[YOUR GOAL] The answer must be the number of lines in the listing below that contain "trim", and nothing else.

-- DATA IN THIS EXERCISE follows --

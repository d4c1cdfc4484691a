//! Application configuration loading and validation.
//!
//! Reads `opspilot.yaml` and resolves environment variables before parsing.
//! The file is the single source of truth for the model provider, the tool
//! server commands, and the loop and timeout knobs.

use std::path::{Path, PathBuf};
use std::time::Duration;

use serde::Deserialize;
use thiserror::Error;

use crate::inference::providers::{ProviderKind, MAX_TOOL_RESULT_CHARS};
use crate::mcp_client::ServerConfig;

/// Environment variable naming the config file.
pub const CONFIG_ENV_VAR: &str = "OPSPILOT_CONFIG";

/// File name searched for when no path is given.
pub const CONFIG_FILE_NAME: &str = "opspilot.yaml";

// ─── Errors ──────────────────────────────────────────────────────────────────

#[derive(Debug, Error)]
pub enum ConfigError {
    #[error("could not find {CONFIG_FILE_NAME} (set {CONFIG_ENV_VAR} or pass a path)")]
    NotFound,

    #[error("failed to read {path}: {reason}")]
    ReadFailed { path: String, reason: String },

    #[error("failed to parse config: {reason}")]
    ParseFailed { reason: String },

    #[error("invalid config: {reason}")]
    Invalid { reason: String },
}

// ─── Public Types ────────────────────────────────────────────────────────────

/// Top-level configuration (mirrors `opspilot.yaml`).
#[derive(Debug, Clone, Deserialize)]
pub struct AppConfig {
    pub provider: ProviderConfig,
    pub servers: ServersConfig,
    #[serde(default)]
    pub timeouts: TimeoutsConfig,
    #[serde(default)]
    pub engine: EngineConfig,
}

/// Model provider connection and generation settings.
#[derive(Debug, Clone, Deserialize)]
pub struct ProviderConfig {
    pub kind: ProviderKind,
    /// Defaults to the provider's public API.
    #[serde(default)]
    pub base_url: Option<String>,
    #[serde(default)]
    pub api_key: String,
    pub model: String,
    #[serde(default = "default_max_tokens")]
    pub max_tokens: u32,
    #[serde(default = "default_temperature")]
    pub temperature: f32,
    #[serde(default = "default_request_timeout_secs")]
    pub request_timeout_secs: u64,
}

impl ProviderConfig {
    pub fn base_url(&self) -> &str {
        match (&self.base_url, self.kind) {
            (Some(url), _) => url,
            (None, ProviderKind::Anthropic) => "https://api.anthropic.com/v1",
            (None, ProviderKind::OpenAi) => "https://api.openai.com/v1",
        }
    }

    pub fn request_timeout(&self) -> Duration {
        Duration::from_secs(self.request_timeout_secs)
    }
}

/// The two remote tool servers.
#[derive(Debug, Clone, Deserialize)]
pub struct ServersConfig {
    pub audit: ServerConfig,
    pub cluster: ServerConfig,
}

/// Per-backend call timeouts. The audit server scans large datasets and gets
/// the long window; the cluster server gets the short one.
#[derive(Debug, Clone, PartialEq, Eq, Deserialize)]
pub struct TimeoutsConfig {
    #[serde(default = "default_short_ms")]
    pub short_ms: u64,
    #[serde(default = "default_long_ms")]
    pub long_ms: u64,
}

impl TimeoutsConfig {
    pub fn short(&self) -> Duration {
        Duration::from_millis(self.short_ms)
    }

    pub fn long(&self) -> Duration {
        Duration::from_millis(self.long_ms)
    }
}

impl Default for TimeoutsConfig {
    fn default() -> Self {
        Self {
            short_ms: default_short_ms(),
            long_ms: default_long_ms(),
        }
    }
}

/// Agent loop settings.
#[derive(Debug, Clone, PartialEq, Eq, Deserialize)]
pub struct EngineConfig {
    #[serde(default = "default_max_rounds")]
    pub max_rounds: u32,
    #[serde(default = "default_true")]
    pub annotate_time: bool,
    #[serde(default)]
    pub parallel_tool_calls: bool,
    #[serde(default = "default_max_tool_result_chars")]
    pub max_tool_result_chars: usize,
}

impl Default for EngineConfig {
    fn default() -> Self {
        Self {
            max_rounds: default_max_rounds(),
            annotate_time: true,
            parallel_tool_calls: false,
            max_tool_result_chars: default_max_tool_result_chars(),
        }
    }
}

fn default_max_tokens() -> u32 {
    4096
}
fn default_temperature() -> f32 {
    0.2
}
fn default_request_timeout_secs() -> u64 {
    120
}
fn default_short_ms() -> u64 {
    30_000
}
fn default_long_ms() -> u64 {
    120_000
}
fn default_max_rounds() -> u32 {
    10
}
fn default_true() -> bool {
    true
}
fn default_max_tool_result_chars() -> usize {
    MAX_TOOL_RESULT_CHARS
}

// ─── Loading ─────────────────────────────────────────────────────────────────

/// Resolve the config file path.
///
/// Order: explicit path, `OPSPILOT_CONFIG`, `./opspilot.yaml`, then
/// `<config dir>/opspilot/opspilot.yaml`.
pub fn find_config_path(explicit: Option<&str>) -> Result<PathBuf, ConfigError> {
    if let Some(path) = explicit {
        return Ok(PathBuf::from(expand_tilde(path)));
    }

    if let Ok(path) = std::env::var(CONFIG_ENV_VAR) {
        if !path.is_empty() {
            return Ok(PathBuf::from(expand_tilde(&path)));
        }
    }

    let local = PathBuf::from(CONFIG_FILE_NAME);
    if local.exists() {
        return Ok(local);
    }

    if let Some(dir) = dirs::config_dir() {
        let candidate = dir.join("opspilot").join(CONFIG_FILE_NAME);
        if candidate.exists() {
            return Ok(candidate);
        }
    }

    Err(ConfigError::NotFound)
}

/// Load, interpolate, parse, and validate the configuration file.
///
/// Performs environment-variable interpolation on `${VAR_NAME}` and
/// `${VAR_NAME:-default}`, then expands a leading `~` in server commands,
/// working directories, and environment values.
pub fn load_config(path: &Path) -> Result<AppConfig, ConfigError> {
    let raw = std::fs::read_to_string(path).map_err(|e| ConfigError::ReadFailed {
        path: path.display().to_string(),
        reason: e.to_string(),
    })?;

    let config = parse_config(&raw)?;
    tracing::info!(
        path = %path.display(),
        provider = %config.provider.kind,
        model = %config.provider.model,
        "loaded configuration"
    );
    Ok(config)
}

/// Parse configuration text (after interpolation) and validate it.
pub fn parse_config(raw: &str) -> Result<AppConfig, ConfigError> {
    let interpolated = interpolate_env_vars(raw);

    let mut config: AppConfig =
        serde_yaml::from_str(&interpolated).map_err(|e| ConfigError::ParseFailed {
            reason: e.to_string(),
        })?;

    expand_server_paths(&mut config.servers.audit);
    expand_server_paths(&mut config.servers.cluster);
    config.validate()?;
    Ok(config)
}

impl AppConfig {
    fn validate(&self) -> Result<(), ConfigError> {
        let invalid = |reason: &str| {
            Err(ConfigError::Invalid {
                reason: reason.to_string(),
            })
        };

        if self.provider.model.trim().is_empty() {
            return invalid("provider.model must not be empty");
        }
        if self.provider.api_key.trim().is_empty() {
            return invalid("provider.api_key is empty (is the environment variable set?)");
        }
        if self.servers.audit.command.trim().is_empty() {
            return invalid("servers.audit.command must not be empty");
        }
        if self.servers.cluster.command.trim().is_empty() {
            return invalid("servers.cluster.command must not be empty");
        }
        if self.timeouts.short_ms == 0 || self.timeouts.long_ms == 0 {
            return invalid("timeouts must be greater than zero");
        }
        if self.engine.max_rounds == 0 {
            return invalid("engine.max_rounds must be at least 1");
        }
        Ok(())
    }
}

// ─── Env-var interpolation ───────────────────────────────────────────────────

/// Replace `${VAR}` and `${VAR:-default}` in a string.
///
/// An unterminated `${` is kept verbatim so a stray brace surfaces as a
/// parse or validation error instead of swallowing the rest of the file.
fn interpolate_env_vars(input: &str) -> String {
    let mut result = String::with_capacity(input.len());
    let mut rest = input;

    while let Some(start) = rest.find("${") {
        result.push_str(&rest[..start]);
        let after = &rest[start + 2..];
        match after.find('}') {
            Some(end) => {
                result.push_str(&resolve_var_expr(&after[..end]));
                rest = &after[end + 1..];
            }
            None => {
                tracing::warn!(at = %&rest[start..], "unterminated variable reference in config");
                break;
            }
        }
    }

    result.push_str(rest);
    result
}

/// Resolve a variable expression like `VAR` or `VAR:-default`.
///
/// An empty variable counts as unset, as in the shell.
fn resolve_var_expr(expr: &str) -> String {
    match expr.split_once(":-") {
        Some((var_name, default)) => std::env::var(var_name)
            .ok()
            .filter(|v| !v.is_empty())
            .unwrap_or_else(|| default.to_string()),
        None => std::env::var(expr).unwrap_or_default(),
    }
}

/// Expand a leading `~` to the user's home directory.
fn expand_tilde(path: &str) -> String {
    if path == "~" || path.starts_with("~/") {
        if let Some(home) = dirs::home_dir() {
            return format!("{}{}", home.display(), &path[1..]);
        }
    }
    path.to_string()
}

fn expand_server_paths(server: &mut ServerConfig) {
    server.command = expand_tilde(&server.command);
    if let Some(cwd) = server.cwd.as_mut() {
        *cwd = expand_tilde(cwd);
    }
    for value in server.env.values_mut() {
        *value = expand_tilde(value);
    }
}

// ─── Tests ───────────────────────────────────────────────────────────────────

-- DATA IN THIS EXERCISE concluded --

[OUTPUT] 4